Sunday, 25 July 2010
Suff That's Happening In My Head
Do you ever feel like life is lapping you? I do sometimes. I have a sister who is 18 months older than me so I've spent my whole life trying to be 18 months older than I actually am. It isn't working too well. I'm worrying about stuff like what I'm gonna do with my life, and what's gonna happen, and when, and trying to be a teenager before I even reach 13, but at the same time I'm only 12, and part of me, and a large part at that, wants to be a little kid still. I don't really want to grow up, I just want to be independent and go out and do stuff on my own, or with my friends or be able to sit in my room and be able to spend however long I want without any noise at all. Like that's gonna happen in my house.

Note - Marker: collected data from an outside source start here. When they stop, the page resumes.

impl<'a, R: BufRead, W: Write> Shell<'a, R, W> {
    pub fn new(catalog: &'a mut Catalog, input: R, out: W) -> Self {
        Self {
            catalog,
            input,
            out,
        }
    }

    pub fn run(&mut self) -> Result<()> {
        loop {
            self.print_menu()?;
            write!(self.out, "> ")?;
            self.out.flush()?;

            let Some(line) = read_answer(&mut self.input)? else {
                writeln!(self.out)?;
                break;
            };
            if line.is_empty() {
                continue;
            }

            let Some(choice) = MenuChoice::parse(&line) else {
                writeln!(self.out, "Unknown option '{}'", line)?;
                continue;
            };
            if choice == MenuChoice::Exit {
                break;
            }

            if let Err(e) = self.execute(choice) {
                writeln!(self.out, "Error: {:#}", e)?;
            }
            writeln!(self.out)?;
        }

        writeln!(self.out, "Bye.")?;
        Ok(())
    }

    fn print_menu(&mut self) -> Result<()> {
        writeln!(self.out, "=== shelf ===")?;
        for (key, label) in MenuChoice::MENU {
            writeln!(self.out, "{}) {}", key, label)?;
        }
        Ok(())
    }

    fn execute(&mut self, choice: MenuChoice) -> Result<()> {
        match choice {
            MenuChoice::Add => self.add(),
            MenuChoice::List => {
                let records = self.catalog.all()?;
                self.print_records(&records)
            }
            MenuChoice::Search => {
                let term = self.field("Search for")?;
                let records = self.catalog.search(&term)?;
                self.print_records(&records)
            }
            MenuChoice::Show => {
                let title = self.field("Title")?;
                let record = self.catalog.get(&title)?;
                write!(self.out, "{}", record_detail(&record))?;
                Ok(())
            }
            MenuChoice::Update => self.update(),
            MenuChoice::Delete => self.delete(),
            MenuChoice::Categories => {
                let categories = self.catalog.categories()?;
                if categories.is_empty() {
                    writeln!(self.out, "No categories found.")?;
                }
                for (name, count) in categories {
                    writeln!(self.out, "{} ({})", name, count)?;
                }
                Ok(())
            }
            MenuChoice::RenameCategory => {
                let old = self.field("Category")?;
                let new = self.field("New name")?;
                match self.catalog.rename_category(&old, &new)? {
                    0 => writeln!(self.out, "No records in category '{}'", old)?,
                    moved => writeln!(self.out, "Renamed '{}' ({} record(s))", old, moved)?,
                }
                Ok(())
            }
            MenuChoice::DeleteCategory => self.delete_category(),
            MenuChoice::Exit => Ok(()),
        }
    }

    fn add(&mut self) -> Result<()> {
        let title = self.field("Title")?;
        if title.is_empty() {
            writeln!(self.out, "A title is required.")?;
            return Ok(());
        }

        let author = self.optional("Author")?;
        let category = self.optional("Category")?;
        let published_year = self.optional("Year")?;
        let language = self.optional("Language")?;
        let status = parse_choice(self.optional("Status (unread/reading/read/registered/archived)")?)?;
        let priority = parse_choice(self.optional("Priority (high/medium/low)")?)?;
        let description = self.optional("Description")?;
        let reason = self.optional("Reason")?;
        let location = self.optional("Location")?;
        let path = self
            .optional("File")?
            .map(|p| resolve_file(Path::new(&p)))
            .transpose()?;

        let record = self.catalog.add(NewRecord {
            title,
            author,
            category,
            published_year,
            language,
            status,
            priority,
            description,
            reason,
            path,
            location,
        })?;
        writeln!(self.out, "Added '{}'", record.title)?;
        Ok(())
    }

    fn update(&mut self) -> Result<()> {
        let title = self.field("Title")?;
        let current = self.catalog.get(&title)?;
        writeln!(self.out, "Press Enter to keep the current value.")?;

        let priority = current.priority.map(|p| p.as_str()).unwrap_or("");
        let changes = RecordChanges {
            title: self.keep("Title", &current.title)?,
            author: self.keep("Author", &current.author)?,
            category: self.keep("Category", &current.category)?,
            published_year: self.keep("Year", &current.published_year)?,
            language: self.keep("Language", &current.language)?,
            status: parse_choice(self.keep("Status", current.status.as_str())?)?,
            priority: parse_choice(self.keep("Priority", priority)?)?,
            description: self.keep("Description", current.description.as_deref().unwrap_or(""))?,
            reason: self.keep("Reason", current.reason.as_deref().unwrap_or(""))?,
            location: self.keep("Location", current.location.as_deref().unwrap_or(""))?,
            path: None,
        };

        match self.catalog.update(&current.title, changes)? {
            UpdateOutcome::Updated { record, changed } => {
                writeln!(self.out, "Updated '{}' ({})", record.title, changed.join(", "))?;
            }
            UpdateOutcome::Unchanged(record) => {
                writeln!(self.out, "Nothing to update for '{}'", record.title)?;
            }
        }
        Ok(())
    }

    fn delete(&mut self) -> Result<()> {
        let title = self.field("Title")?;
        let Some(record) = self.catalog.find_by_title(&title)? else {
            writeln!(self.out, "No record titled '{}'", title)?;
            return Ok(());
        };

        let prompt = format!("Delete '{}'?", record.title);
        if !confirm_with(&mut self.input, &mut self.out, &prompt)? {
            writeln!(self.out, "Cancelled.")?;
            return Ok(());
        }

        self.catalog.delete(&record.title)?;
        writeln!(self.out, "Deleted '{}'", record.title)?;
        Ok(())
    }

    fn delete_category(&mut self) -> Result<()> {
        let name = self.field("Category")?;
        let fallback = self.catalog.defaults().category.clone();
        let prompt = format!("Move records in '{}' to '{}'?", name, fallback);
        if !confirm_with(&mut self.input, &mut self.out, &prompt)? {
            writeln!(self.out, "Cancelled.")?;
            return Ok(());
        }

        match self.catalog.delete_category(&name)? {
            0 => writeln!(self.out, "No records in category '{}'", name)?,
            moved => writeln!(self.out, "Deleted '{}' ({} record(s) moved)", name, moved)?,
        }
        Ok(())
    }

    fn print_records(&mut self, records: &[Record]) -> Result<()> {
        if records.is_empty() {
            writeln!(self.out, "No records found.")?;
            return Ok(());
        }
        for record in records {
            writeln!(self.out, "{}", record_line(record))?;
        }
        writeln!(self.out, "{} record(s)", records.len())?;
        Ok(())
    }

    /// Ask for a value; end of input reads as empty
    fn field(&mut self, label: &str) -> Result<String> {
        write!(self.out, "{}: ", label)?;
        self.out.flush()?;
        Ok(read_answer(&mut self.input)?.unwrap_or_default())
    }

    fn optional(&mut self, label: &str) -> Result<Option<String>> {
        let value = self.field(label)?;
        Ok((!value.is_empty()).then_some(value))
    }

    /// Ask for a replacement value, showing the current one
    fn keep(&mut self, label: &str, current: &str) -> Result<Option<String>> {
        self.optional(&format!("{} [{}]", label, current))
    }
}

I also want to be able to have more control over my life. For example, I'm moving house because the one we live in now is to expensive, and the new house is nice and all, but my room is gonna be smaller and I don't have a windowsill and I have all this stuff that I have no idea what to do with. Plus, I have to take all the awesome crap off my walls and stick it back up in the new house, and rearrange my furniture so it will fit, and go back to having beige walls, which is one of my pet peeves. I don't know where I'm going with this, it's just sorta something that I needed to get out of my system. I guess what I mean to say, is I'm gonna be in year 8 come September and I'm freaking terrified. I mean, I spend so much time trying to grow up and be cool, and the rest of my time trying not to forget what it's like to be a little kid. It makes my head hurt.